Vodicka Pavel, Vodenkova Sona, Opattova Alena, Vodickova Ludmila
Department of Molecular Biology of Cancer, Institute of Experimental Medicine of the Czech Academy of Sciences, Videnska, 1083, 142 20, Prague, Czech Republic; Institute of Biology and Medical Genetics, First Faculty of Medicine, Charles University and General University Hospital in Prague, Albertov 4, 128 00, Prague, Czech Republic; Biomedical Center, Faculty of Medicine in Pilsen, Charles University, Alej Svobody 76, 323 00, Pilsen, Czech Republic.
Department of Molecular Biology of Cancer, Institute of Experimental Medicine of the Czech Academy of Sciences, Videnska, 1083, 142 20, Prague, Czech Republic; Institute of Biology and Medical Genetics, First Faculty of Medicine, Charles University and General University Hospital in Prague, Albertov 4, 128 00, Prague, Czech Republic; Department of Medical Genetics, Third Faculty of Medicine, Charles University, Ruska 2411/87, 100 00, Prague, Czech Republic.
Mutat Res Genet Toxicol Environ Mutagen. 2019 Jul;843:95-110. doi: 10.1016/j.mrgentox.2019.05.009. Epub 2019 May 20.
The last decade witnessed an increase in the use of comet assay for DNA damage monitoring in cancer patients and controls. Apart from case-control studies, reports described the determination of DNA damage prior to (baseline value) and after chemo-/radiotherapy, the treatment resulted in significantly elevated DNA damage. However, studies on DNA damage as a factor reflecting cancer prognosis and therapy prediction are scarce. In most cases, DNA damage was analysed in surrogate tissues. The data on DNA damage are available for 17 types of cancer. The reviewed data unambiguously pinpoint the usefulness of the comet assay in human cancer research due to its sensitivity and cost-effectiveness in evaluating DNA damage associated with the disease and with the treatment. DNA repair capacity (DRC) represents a complex marker for functional evaluation of multigene DNA repair processes in cancer onset with future prospects in personalized prevention and/or cancer treatment. A comparison between studies and more general conclusions are precluded by a variable design of the studies and a lack of standard protocol for both DNA damage and DRC determination. Since cancer is a heterogeneous complex disease, numerous points have to be considered: a) DNA damage and DRC measured in surrogate/target tissues, b) changes in the levels of DNA damage and DRC may be a cause or a consequence of the disease, c) changes in DRC alter sensitivity of tumour cells to antineoplastic drugs, d) one time point-sampling of patients provides insufficient information on the role of DNA damage and its repair in carcinogenesis. Finally, systemic cancer therapy is targeted at DNA damage and its repair. A proper understanding of these processes is a key precondition for the optimisation of therapy regimens, prediction of therapeutic response and prognosis in cancer patients.

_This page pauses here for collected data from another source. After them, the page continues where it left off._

use thiserror::Error;

/// Shared error taxonomy for the assembler core.
///
/// An unresolved citation is never an error: the resolver recovers it
/// locally into a placeholder record. Likewise a missing or corrupt index
/// snapshot is treated as absence by the loader, not a failure.
#[derive(Debug, Error)]
pub enum DsrError {
    /// Caller bug, e.g. mismatched texts/metadata lengths.
    #[error("invalid argument: {0}")]
    InvalidArgument(String),
    /// An external embedding or reasoning provider failed.
    #[error("provider unavailable: {0}")]
    ProviderUnavailable(String),
}

pub type Result<T> = std::result::Result<T, DsrError>;
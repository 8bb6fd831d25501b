//! Embedding-based similarity index.
//!
//! Backs the section mapper's similarity pass. Fixed-dimension vectors,
//! cosine similarity via normalized inner product, metadata filtering,
//! and named JSON snapshots for reuse across runs.

pub mod embed;
pub mod store;

pub use embed::{DeterministicEmbedder, EmbeddingProvider};
pub use store::{SOURCE_TYPE_KEY, SearchHit, VectorIndex, content_hash};
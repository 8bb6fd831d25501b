//! JSON input loaders for the CLI.

use std::fs;
use std::path::Path;

use anyhow::{Context, Result};
use serde::Deserialize;
use std::collections::BTreeMap;
use tracing::{info, warn};

use dsr_model::{ContentIndex, DsrSection, MappingTableEntry, TemplateSection};

/// One document for the `index` subcommand.
#[derive(Debug, Clone, Deserialize)]
pub struct IndexDocument {
    pub text: String,
    #[serde(default)]
    pub metadata: BTreeMap<String, String>,
}

pub fn load_dsr_sections(path: &Path) -> Result<Vec<DsrSection>> {
    let raw = fs::read_to_string(path)
        .with_context(|| format!("read DSR sections {}", path.display()))?;
    serde_json::from_str(&raw).with_context(|| format!("parse DSR sections {}", path.display()))
}

pub fn load_template_sections(path: &Path) -> Result<Vec<TemplateSection>> {
    let raw = fs::read_to_string(path)
        .with_context(|| format!("read template sections {}", path.display()))?;
    serde_json::from_str(&raw)
        .with_context(|| format!("parse template sections {}", path.display()))
}

pub fn load_mapping_entries(path: &Path) -> Result<Vec<MappingTableEntry>> {
    let raw = fs::read_to_string(path)
        .with_context(|| format!("read mapping table {}", path.display()))?;
    serde_json::from_str(&raw).with_context(|| format!("parse mapping table {}", path.display()))
}

/// Load a section index: a JSON object mapping section numbers (or table
/// numbers, or literature source names) to content strings.
pub fn load_content_index(path: &Path) -> Result<ContentIndex> {
    let raw =
        fs::read_to_string(path).with_context(|| format!("read index {}", path.display()))?;
    serde_json::from_str(&raw).with_context(|| format!("parse index {}", path.display()))
}

/// Load literature references, tolerating absence and malformed input.
///
/// External citations degrade to placeholders when no usable index exists,
/// so a bad file is reported and treated as empty rather than failing the
/// whole resolution run.
#[must_use]
pub fn load_literature_index(path: Option<&Path>) -> ContentIndex {
    let Some(path) = path else {
        info!("no literature index provided, external refs become placeholders");
        return ContentIndex::new();
    };
    let raw = match fs::read_to_string(path) {
        Ok(raw) => raw,
        Err(error) => {
            warn!(path = %path.display(), %error, "failed to read literature index, ignoring");
            return ContentIndex::new();
        }
    };
    match serde_json::from_str::<ContentIndex>(&raw) {
        Ok(index) => {
            info!(path = %path.display(), entries = index.len(), "loaded literature index");
            index
        }
        Err(error) => {
            warn!(path = %path.display(), %error, "literature index is not a JSON object, ignoring");
            ContentIndex::new()
        }
    }
}

pub fn load_index_documents(path: &Path) -> Result<Vec<IndexDocument>> {
    let raw =
        fs::read_to_string(path).with_context(|| format!("read documents {}", path.display()))?;
    serde_json::from_str(&raw).with_context(|| format!("parse documents {}", path.display()))
}

#[cfg(test)]
mod tests {
    use super::*;
    use std::io::Write;

    fn write_temp(contents: &str) -> tempfile::NamedTempFile {
        let mut file = tempfile::NamedTempFile::new().expect("create temp file");
        file.write_all(contents.as_bytes()).expect("write temp file");
        file
    }

    #[test]
    fn literature_loader_accepts_object() {
        let file = write_temp(r#"{"Medline": "Search results.", "UpToDate": "Summary."}"#);
        let index = load_literature_index(Some(file.path()));
        assert_eq!(index.len(), 2);
        assert_eq!(index.get("Medline").map(String::as_str), Some("Search results."));
    }

    #[test]
    fn literature_loader_tolerates_missing_file() {
        let index = load_literature_index(Some(Path::new("/nonexistent/lit.json")));
        assert!(index.is_empty());
    }

    #[test]
    fn literature_loader_tolerates_non_object_json() {
        let file = write_temp(r#"["not", "an", "object"]"#);
        let index = load_literature_index(Some(file.path()));
        assert!(index.is_empty());
    }

    #[test]
    fn literature_loader_tolerates_absence() {
        assert!(load_literature_index(None).is_empty());
    }

    #[test]
    fn content_index_rejects_non_object_json() {
        let file = write_temp("[]");
        assert!(load_content_index(file.path()).is_err());
    }

    #[test]
    fn index_documents_default_empty_metadata() {
        let file = write_temp(r#"[{"text": "Some content"}]"#);
        let docs = load_index_documents(file.path()).expect("parse documents");
        assert_eq!(docs.len(), 1);
        assert!(docs[0].metadata.is_empty());
    }
}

在过去十年中,彗星试验在癌症患者和对照人群中用于监测DNA损伤的应用有所增加。除了病例对照研究外,还有报告描述了在化疗/放疗之前(基线值)和之后对DNA损伤的测定,结果显示治疗后DNA损伤显著升高。然而,将DNA损伤作为反映癌症预后和治疗预测因素的研究却很少。在大多数情况下,DNA损伤是在替代组织中进行分析的。目前已有17种癌症的DNA损伤数据。综述的数据明确指出彗星试验在人类癌症研究中的有用性,因为它在评估与疾病及治疗相关的DNA损伤方面具有敏感性和成本效益。DNA修复能力(DRC)是一个复杂的标志物,用于评估癌症发生过程中多基因DNA修复过程的功能,在个性化预防和/或癌症治疗方面具有未来前景。由于研究设计的多样性以及缺乏DNA损伤和DRC测定的标准方案,难以对各项研究进行比较并得出更普遍的结论。由于癌症是一种异质性复杂疾病,必须考虑众多要点:a)在替代/靶组织中测量的DNA损伤和DRC;b)DNA损伤和DRC水平的变化可能是疾病的原因或结果;c)DRC的变化会改变肿瘤细胞对抗肿瘤药物的敏感性;d)对患者进行一次性时间点采样,对于DNA损伤及其修复在致癌过程中的作用提供的信息不足。最后,全身性癌症治疗针对的是DNA损伤及其修复。正确理解这些过程是优化治疗方案、预测癌症患者治疗反应和预后的关键前提。